Roger Addison
- Born: Roger Addison 1945 Pontypool, Wales
- Died: March 2010 (aged 65) Cardiff, Wales

Rugby union career

Senior career
- Years: Team / Apps / (Points)
- Pontypool RFC

= Roger Addison =

Welsh rugby union footballer

Roger Addison was a Welsh rugby union player. A prop forward, he represented Wales at youth level and played club rugby for Pontypool RFC. He suffered a serious neck injury during a match in 1966 that left him paralysed. He lived in hospital for more than 40 years after the incident.

==Early life==
Addison grew up in Trevethin, a suburb of Pontypool. He had five sisters and one brother. His father, James, was also a rugby player and played for Pontypool RFC and Newport RFC. Addison attended Twmpath Secondary School.

==Career==
Addison began his career with Pontypool RFC as a prop and represented Wales at youth level in a 9–6 victory against France in March 1964. He made his senior debut for Pontypool in the same month, as his side defeated Oxford 6–0. In a match against Rugby Lions at William Webb Ellis Road on 5 November 1966 Addison, aged 21, broke his neck in a scrum collapse 15 minutes into the game and was paralysed from the neck down. As a result of the injury, Addison swallowed a piece of chewing gum that became stuck in his throat. Club doctor John O'Hanlon performed an emergency tracheotomy on Addison on the pitch.

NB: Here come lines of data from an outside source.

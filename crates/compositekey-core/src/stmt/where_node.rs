use super::{Query, Value};
use crate::schema::{ColumnRef, FieldId};

use std::collections::HashMap;

/// A tree of filter conditions.
#[derive(Debug, Clone, Default)]
pub struct WhereNode {
    pub connector: Connector,
    pub negated: bool,
    pub children: Vec<Where>,
}

#[derive(Debug, Clone)]
pub enum Where {
    Node(WhereNode),
    Condition(Condition),
}

#[derive(Debug, Clone, Copy, Default, PartialEq, Eq)]
pub enum Connector {
    #[default]
    And,
    Or,
}

/// A lookup against the column(s) of one field on one alias.
#[derive(Debug, Clone)]
pub struct Condition {
    pub alias: String,
    pub column: ColumnRef,
    pub field: FieldId,
    pub lookup: Lookup,
}

#[derive(Debug, Clone)]
pub enum Lookup {
    Exact(Value),
    In(Vec<Value>),
    InQuery(Box<Query>),
    IsNull(bool),
}

impl WhereNode {
    pub fn new(connector: Connector) -> WhereNode {
        WhereNode {
            connector,
            negated: false,
            children: vec![],
        }
    }

    pub fn negate(mut self) -> WhereNode {
        self.negated = !self.negated;
        self
    }

    pub fn add(&mut self, child: Where) {
        self.children.push(child);
    }

    pub fn is_empty(&self) -> bool {
        self.children.iter().all(|child| match child {
            Where::Node(node) => node.is_empty(),
            Where::Condition(_) => false,
        })
    }

    pub fn conditions(&self) -> impl Iterator<Item = &Condition> + '_ {
        let mut stack: Vec<&Where> = self.children.iter().rev().collect();
        std::iter::from_fn(move || {
            while let Some(child) = stack.pop() {
                match child {
                    Where::Condition(condition) => return Some(condition),
                    Where::Node(node) => stack.extend(node.children.iter().rev()),
                }
            }
            None
        })
    }

    pub(crate) fn relabel_aliases(&mut self, change_map: &HashMap<String, String>) {
        for child in &mut self.children {
            match child {
                Where::Node(node) => node.relabel_aliases(change_map),
                Where::Condition(condition) => {
                    if let Some(new_alias) = change_map.get(&condition.alias) {
                        condition.alias = new_alias.clone();
                    }
                }
            }
        }
    }
}

impl From<Condition> for Where {
    fn from(value: Condition) -> Self {
        Where::Condition(value)
    }
}

impl From<WhereNode> for Where {
    fn from(value: WhereNode) -> Self {
        Where::Node(value)
    }
}
//! Composite primary and foreign keys for SQL statement compilation.
//!
//! Call [`install`] once at startup to compile every statement with
//! [`CompositeKeyAwareCompiler`], or choose a compiler per serializer through
//! [`Config`] / [`Builder`].

mod builder;
pub use builder::Builder;

mod config;
pub use config::Config;

mod executor;
pub use executor::Executor;

pub use compositekey_core::{
    bail,
    driver::{self, Capability, Connection},
    err, schema,
    stmt::{self, CompositeKey, Value},
    Error, Result, Schema,
};

pub use compositekey_sql::{
    install, is_installed, CompiledStatement, CompositeKeyAwareCompiler, DefaultCompiler, Flavor,
    ParamStyle, Serializer, StatementCompiler,
};
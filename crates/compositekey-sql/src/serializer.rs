#[macro_use]
mod fmt;
pub(crate) use fmt::ToSql;

mod delim;
pub(crate) use delim::{Comma, Delimited};

mod flavor;
pub use flavor::Flavor;

mod params;
pub use params::{ParamStyle, Params, Placeholder};

// Statement pipelines
pub(crate) mod filter;
pub(crate) mod select;
mod update;

use crate::compiler::{self, StatementCompiler};

use compositekey_core::{
    driver::Capability,
    stmt::{InsertQuery, Query, UpdateQuery, Value},
    Connection, Result, Schema,
};

use std::fmt as stdfmt;
use tracing::trace;

/// Compiles statements for one schema and one SQL flavor.
#[derive(Debug)]
pub struct Serializer<'a> {
    cx: Context<'a>,

    /// Strategy used for every composite-sensitive step
    compiler: Box<dyn StatementCompiler>,
}

/// Everything a compiler needs besides the statement itself.
#[derive(Debug, Clone)]
pub struct Context<'a> {
    /// Schema against which statements are compiled
    pub schema: &'a Schema,

    /// The database flavor handles the differences between SQL dialects.
    pub flavor: Flavor,

    /// Backend features
    pub capability: Capability,

    pub param_style: ParamStyle,
}

/// Writes SQL text and binds parameters in a single pass, so placeholders and
/// parameters always line up.
pub struct Formatter<'a> {
    /// Where to write the serialized SQL
    dst: &'a mut String,

    /// Where to store parameters
    params: &'a mut dyn Params,

    style: ParamStyle,
}

/// A SQL string with its positional parameters.
#[derive(Debug, Clone, Default, PartialEq)]
pub struct CompiledStatement {
    pub sql: String,
    pub params: Vec<Value>,
}

impl<'a> Serializer<'a> {
    /// Uses the flavor's default parameter style and capabilities. The
    /// compiler is the composite-key-aware one once [`install`] has run.
    ///
    /// [`install`]: crate::install
    pub fn new(schema: &'a Schema, flavor: Flavor) -> Serializer<'a> {
        Serializer {
            cx: Context {
                schema,
                flavor,
                capability: flavor.default_capability(),
                param_style: flavor.default_param_style(),
            },
            compiler: compiler::default_compiler(),
        }
    }

    pub fn with_compiler(mut self, compiler: impl StatementCompiler + 'static) -> Serializer<'a> {
        self.compiler = Box::new(compiler);
        self
    }

    pub fn with_param_style(mut self, style: ParamStyle) -> Serializer<'a> {
        self.cx.param_style = style;
        self
    }

    pub fn with_capability(mut self, capability: Capability) -> Serializer<'a> {
        self.cx.capability = capability;
        self
    }

    pub fn context(&self) -> &Context<'a> {
        &self.cx
    }

    pub fn compiler(&self) -> &dyn StatementCompiler {
        &*self.compiler
    }

    /// Compiles a SELECT. The query is rewritten in place (aliases, joins,
    /// reference counts).
    pub fn select(&self, query: &mut Query) -> Result<CompiledStatement> {
        let stmt = select::compile(&*self.compiler, &self.cx, query)?;
        trace!(sql = %stmt.sql, params = stmt.params.len(), "compiled SELECT");
        Ok(stmt)
    }

    /// Compiles an UPDATE followed by one UPDATE per ancestor table touched.
    /// May query `conn` to pin down the affected primary keys first.
    pub fn update(
        &self,
        update: &mut UpdateQuery,
        conn: &mut dyn Connection,
    ) -> Result<Vec<CompiledStatement>> {
        let stmts = update::compile(&*self.compiler, &self.cx, update, conn)?;
        for stmt in &stmts {
            trace!(sql = %stmt.sql, params = stmt.params.len(), "compiled UPDATE");
        }
        Ok(stmts)
    }

    pub fn insert(&self, insert: &InsertQuery) -> Result<Vec<CompiledStatement>> {
        let stmts = self.compiler.insert_sql(&self.cx, insert)?;
        for stmt in &stmts {
            trace!(sql = %stmt.sql, params = stmt.params.len(), "compiled INSERT");
        }
        Ok(stmts)
    }
}

impl Context<'_> {
    pub fn quote_name(&self, name: &str) -> String {
        self.flavor.quote_name(name)
    }

    /// Quotes `name` unless it is a generated alias (an alias that is not
    /// also a table name).
    pub fn quote_name_unless_alias(&self, query: &Query, name: &str) -> String {
        if query.alias_map.contains_key(name) && !query.table_map.contains_key(name) {
            return name.to_string();
        }
        self.quote_name(name)
    }

    /// `alias.column`, quoted.
    pub fn column(&self, query: &Query, alias: &str, column: &str) -> String {
        format!(
            "{}.{}",
            self.quote_name_unless_alias(query, alias),
            self.quote_name(column)
        )
    }
}

impl<'a> Formatter<'a> {
    pub fn new(dst: &'a mut String, params: &'a mut dyn Params, style: ParamStyle) -> Formatter<'a> {
        Formatter { dst, params, style }
    }

    pub fn write_str(&mut self, s: &str) {
        self.dst.push_str(s);
    }

    /// Binds `value` and writes its placeholder.
    pub fn param(&mut self, value: &Value) {
        value.to_sql(self);
    }

    /// Binds `value` through a custom template such as `lower(%s)`. A
    /// template without `%s` is written verbatim and binds nothing.
    pub fn param_with_template(&mut self, template: Option<&str>, value: &Value) {
        let Some(template) = template else {
            return self.param(value);
        };

        match template.split_once("%s") {
            Some((before, after)) => fmt!(self, before value after),
            None => self.write_str(template),
        }
    }

    pub fn as_str(&self) -> &str {
        self.dst.as_str()
    }
}

impl stdfmt::Debug for Formatter<'_> {
    fn fmt(&self, f: &mut stdfmt::Formatter<'_>) -> stdfmt::Result {
        f.debug_struct("Formatter")
            .field("dst", &self.dst)
            .field("style", &self.style)
            .finish()
    }
}

impl CompiledStatement {
    /// Writes a statement with `write` into a fresh buffer and parameter list.
    pub(crate) fn build(
        cx: &Context<'_>,
        write: impl FnOnce(&mut Formatter<'_>) -> Result<()>,
    ) -> Result<CompiledStatement> {
        let mut sql = String::new();
        let mut params: Vec<Value> = vec![];
        let mut f = Formatter::new(&mut sql, &mut params, cx.param_style);
        write(&mut f)?;
        Ok(CompiledStatement { sql, params })
    }
}

impl stdfmt::Display for CompiledStatement {
    fn fmt(&self, f: &mut stdfmt::Formatter<'_>) -> stdfmt::Result {
        f.write_str(&self.sql)
    }
}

At the time of his injury, Addison had made 79 appearances for Pontypool and scored seven tries.

==Later life==
After the incident, Addison was taken to Stoke Mandeville Hospital where he was diagnosed with quadriplegia as a result of his injuries. Doctors initially feared that he would only survive for three weeks but he lived in hospital for the following 44 years of his life during which representatives of Pontypool RFC visited him regularly. Addison died in March 2010 aged 65. He spent several years at Stoke Mandeville before he was moved to Rookwood Hospital in Cardiff in order to be closer to his family. He was transferred to the University Hospital of Wales in 2005 where he died five years later at the age of 65.